Writers who, after Xenophon and Plato, have related the death of Socrates, appear to have held themselves bound to vie with those who preceded them in giving pathos to the story. The purpose here has been rather to render it intelligible: to show its connection with the political history of Athens; to derive from it illustration of the political history. The magnanimity of Socrates, the principal factor of the pathos, surely deserves admiration; yet it is not that in which he has most outshone other men. The singular merit of Socrates lay in the purity and the usefulness of his manners and conversation; the clearness with which he saw, and the steadiness with which he practised, in a blind and corrupt age, all moral duties; the disinterestedness and the zeal with which he devoted himself to the benefit of others; and the enlarged and warm benevolence, whence his supreme and almost only pleasure seems to have consisted in doing good. The purity of Christian morality, little enough indeed seen in practice, nevertheless is become so familiar in theory that it passes almost for obvious, and even congenial to the human mind. Those only will justly estimate the merit of that near approach to it which Socrates made, who will take the pains to gather, as they may from the writings of his contemporaries and predecessors, how little conception was entertained of it before his time; how dull to a just moral sense the human mind has really been; how slow the progress in the investigation of moral duties, even where not only great pains have been taken, but the greatest abilities zealously employed; and, when discovered, how difficult it has been to establish them by proofs beyond controversy, or proofs even that should be generally admitted by the reason of men.
It is through the light which Socrates diffused by his doctrine enforced by his practice, with the advantage of having both the doctrine and the practice exhibited to highest advantage in the incomparable writings of disciples such as Plato and Xenophon, that his life forms an era in the history of Athens and of man.
It is our great good fortune to possess a long and sympathetic description of the closing scenes of his life in the unsurpassed prose of his disciple Plato. Though told in the form of a dialogue and much too long for quotation in full, the presentation of Socrates is so vivid and veracious that a part of it must be given.
PLATO’S ACCOUNT OF THE LAST HOURS OF SOCRATES
When we entered, we found Socrates just freed from his bonds, and Xantippe, you know her, holding his little boy and sitting by him.
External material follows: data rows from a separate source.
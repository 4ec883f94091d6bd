use std::fmt;

use crate::{
    document::Document,
    filter::{FilterPolicy, Position},
    format::round_hundredths,
    output::to_text,
    value::{Object, Value},
};

/// Why a path did not resolve
#[derive(Debug, Clone, PartialEq, Eq)]
pub enum PathError {
    /// The object has no member with this name
    MissingKey(String),

    /// The array is shorter than the index
    IndexOutOfRange { index: usize, len: usize },

    /// A non-numeric segment was applied to an array
    InvalidIndex(String),

    /// The path continues below a scalar
    NotAContainer { segment: String, found: &'static str },
}

impl fmt::Display for PathError {
    fn fmt(&self, f: &mut fmt::Formatter<'_>) -> fmt::Result {
        match self {
            PathError::MissingKey(key) => write!(f, "Key '{}' not found", key),
            PathError::IndexOutOfRange { index, len } => {
                write!(f, "Index {} out of range for array of length {}", index, len)
            }
            PathError::InvalidIndex(segment) => write!(f, "Invalid array index '{}'", segment),
            PathError::NotAContainer { segment, found } => {
                write!(f, "Cannot look up '{}' in a {}", segment, found)
            }
        }
    }
}

impl std::error::Error for PathError {}

/// Errors raised by query operations that reject their argument outright
#[derive(Debug, Clone, PartialEq, Eq)]
pub enum QueryError {
    /// `filter(...)` argument is neither `index <op> N` nor `contains('...')`
    InvalidFilter(String),
}

impl fmt::Display for QueryError {
    fn fmt(&self, f: &mut fmt::Formatter<'_>) -> fmt::Result {
        match self {
            QueryError::InvalidFilter(expr) => write!(f, "Invalid filter expression: '{}'", expr),
        }
    }
}

impl std::error::Error for QueryError {}

/// Splits a path on `.` and strips the single quotes around each segment.
///
/// ```
/// use json_proc::query::split_path;
///
/// assert_eq!(split_path("'students'.3"), vec!["students", "3"]);
/// assert_eq!(split_path("'a.b.c'"), vec!["a", "b", "c"]);
/// assert!(split_path("").is_empty());
/// ```
pub fn split_path(path: &str) -> Vec<String> {
    if path.trim().is_empty() {
        return Vec::new();
    }

    path.split('.')
        .map(|segment| segment.trim().trim_matches('\'').trim().to_string())
        .collect()
}

fn step<'v>(node: &'v Value, segment: &str) -> Result<&'v Value, PathError> {
    match node {
        Value::Array(arr) => {
            let index = segment
                .parse::<usize>()
                .map_err(|_| PathError::InvalidIndex(segment.to_string()))?;
            arr.get(index).ok_or(PathError::IndexOutOfRange {
                index,
                len: arr.len(),
            })
        }
        Value::Object(obj) => obj
            .get(segment)
            .ok_or_else(|| PathError::MissingKey(segment.to_string())),
        other => Err(PathError::NotAContainer {
            segment: segment.to_string(),
            found: other.type_name(),
        }),
    }
}

/// Walks `path` down from `root`. An empty path resolves to `root` itself.
pub fn resolve<'v>(root: &'v Value, path: &str) -> Result<&'v Value, PathError> {
    split_path(path)
        .iter()
        .try_fold(root, |node, segment| step(node, segment))
}

/// A chainable query over a [`Document`].
///
/// The query holds a working node, initially the document root, that each
/// `select` narrows. A `filter` applies to the next `count`, `sum` or `get`
/// only; each of those clears it.
///
/// The working node borrows from the document, so nothing is copied by
/// `select` and the document stays frozen while the query lives.
///
/// A path that fails to resolve puts the query into an error state for the
/// rest of its life: further `select` calls do nothing, `count` and `sum`
/// return 0 and `get` returns `None`.
///
/// # Examples
///
/// ```
/// use json_proc::Document;
///
/// let doc = Document::parse(r#"{"students": [{}, {}, {}, null]}"#).unwrap();
///
/// let mut query = doc.query();
/// assert_eq!(query.select("'students'").filter("index > 1").unwrap().count(), 2);
///
/// // The filter was used up by `count`.
/// assert_eq!(query.count(), 4);
/// ```
#[derive(Debug, Clone)]
pub struct Query<'a> {
    working: &'a Value,
    filter: FilterPolicy,
    error: Option<PathError>,
}

impl<'a> Query<'a> {
    pub fn new(document: &'a Document) -> Self {
        Self::from_value(document.root())
    }

    /// Queries an arbitrary subtree
    pub fn from_value(root: &'a Value) -> Self {
        Query {
            working: root,
            filter: FilterPolicy::None,
            error: None,
        }
    }

    /// Narrows the working node to `path`, relative to the current one
    pub fn select(&mut self, path: &str) -> &mut Self {
        if let Some(e) = &self.error {
            log::debug!("select('{}') skipped, query already failed: {}", path, e);
            return self;
        }

        match resolve(self.working, path) {
            Ok(node) => self.working = node,
            Err(e) => self.fail(path, e),
        }
        self
    }

    /// Sets the filter for the next aggregate, replacing any pending one
    pub fn filter(&mut self, expr: &str) -> Result<&mut Self, QueryError> {
        let policy = FilterPolicy::parse(expr).inspect_err(|e| log::debug!("{}", e))?;
        Ok(self.with_filter(policy))
    }

    pub fn with_filter(&mut self, policy: FilterPolicy) -> &mut Self {
        log::debug!("filter set to {}", policy);
        self.filter = policy;
        self
    }

    /// Number of admitted children. Scalars count as 0.
    pub fn count(&mut self) -> usize {
        let count = match self.current() {
            Some(node) if node.is_container() => self.admitted(node).len(),
            _ => 0,
        };
        self.filter.clear();
        count
    }

    /// Sum of the admitted numeric children, rounded to two decimals.
    ///
    /// A numeric working node sums to itself; other scalars and
    /// non-numeric children contribute 0.
    pub fn sum(&mut self) -> f64 {
        let sum = match self.current() {
            Some(node) if node.is_container() => self
                .admitted(node)
                .iter()
                .filter_map(|(_, child)| child.as_float())
                .sum::<f64>(),
            Some(node) => node.as_float().unwrap_or(0.0),
            None => 0.0,
        };
        self.filter.clear();
        round_hundredths(sum)
    }

    /// Renders part of the working node.
    ///
    /// `"*"` renders the working node itself, keeping only admitted
    /// children. Anything else is a path, resolved like [`select`](Self::select)
    /// and rendered whole. `None` when the query is in its error state or
    /// the path does not resolve.
    pub fn get(&mut self, key_or_index: &str) -> Option<String> {
        let result = if key_or_index.trim() == "*" {
            self.materialize().map(|node| to_text(&node))
        } else {
            self.select(key_or_index);
            self.current().map(to_text)
        };
        self.filter.clear();
        result
    }

    /// Copy of the working node holding only the admitted children
    pub fn materialize(&self) -> Option<Value> {
        let node = self.current()?;
        let value = match node {
            Value::Array(_) => Value::Array(
                self.admitted(node)
                    .into_iter()
                    .map(|(_, child)| child.clone())
                    .collect(),
            ),
            Value::Object(_) => {
                let mut obj = Object::new();
                for (key, child) in self.admitted(node) {
                    if let Some(key) = key {
                        obj.insert(key.to_string(), child.clone());
                    }
                }
                Value::Object(obj)
            }
            scalar => scalar.clone(),
        };
        Some(value)
    }

    /// The working node, `None` once a path has failed
    pub fn current(&self) -> Option<&'a Value> {
        match self.error {
            Some(_) => None,
            None => Some(self.working),
        }
    }

    pub fn error(&self) -> Option<&PathError> {
        self.error.as_ref()
    }

    pub fn pending_filter(&self) -> &FilterPolicy {
        &self.filter
    }

    fn fail(&mut self, path: &str, e: PathError) {
        log::debug!("path '{}' did not resolve: {}", path, e);
        self.error = Some(e);
    }

    /// Children of `node` that pass the pending filter, with their keys
    fn admitted(&self, node: &'a Value) -> Vec<(Option<&'a str>, &'a Value)> {
        match node {
            Value::Array(arr) => arr
                .iter()
                .enumerate()
                .filter(|(index, _)| self.filter.is_admitted(Position::Index(*index)))
                .map(|(_, child)| (None, child))
                .collect(),
            Value::Object(obj) => obj
                .iter()
                .enumerate()
                .filter(|(index, (key, _))| {
                    self.filter.is_admitted(Position::Key {
                        key: key.as_str(),
                        index: *index,
                    })
                })
                .map(|(_, (key, child))| (Some(key.as_str()), child))
                .collect(),
            _ => Vec::new(),
        }
    }
}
As soon as Xantippe saw us, she wept aloud and said such things as women usually do on such occasions, as “Socrates, your friends will now converse with you for the last time and you with them.” But Socrates, looking towards Crito, said, “Crito, let some one take her home.” Upon which some of Crito’s attendants led her away, wailing and beating herself.
But Socrates sitting up in bed, drew up his leg, and rubbed it with his hand, and as he rubbed it, said: “What an unaccountable thing, my friends, that seems to be, which men call pleasure; and how wonderfully is it related towards that which appears to be its contrary, pain, in that they will not both be present to a man at the same time, yet, if any one pursues and attains the one, he is almost always compelled to receive the other, as if they were both united together from one head.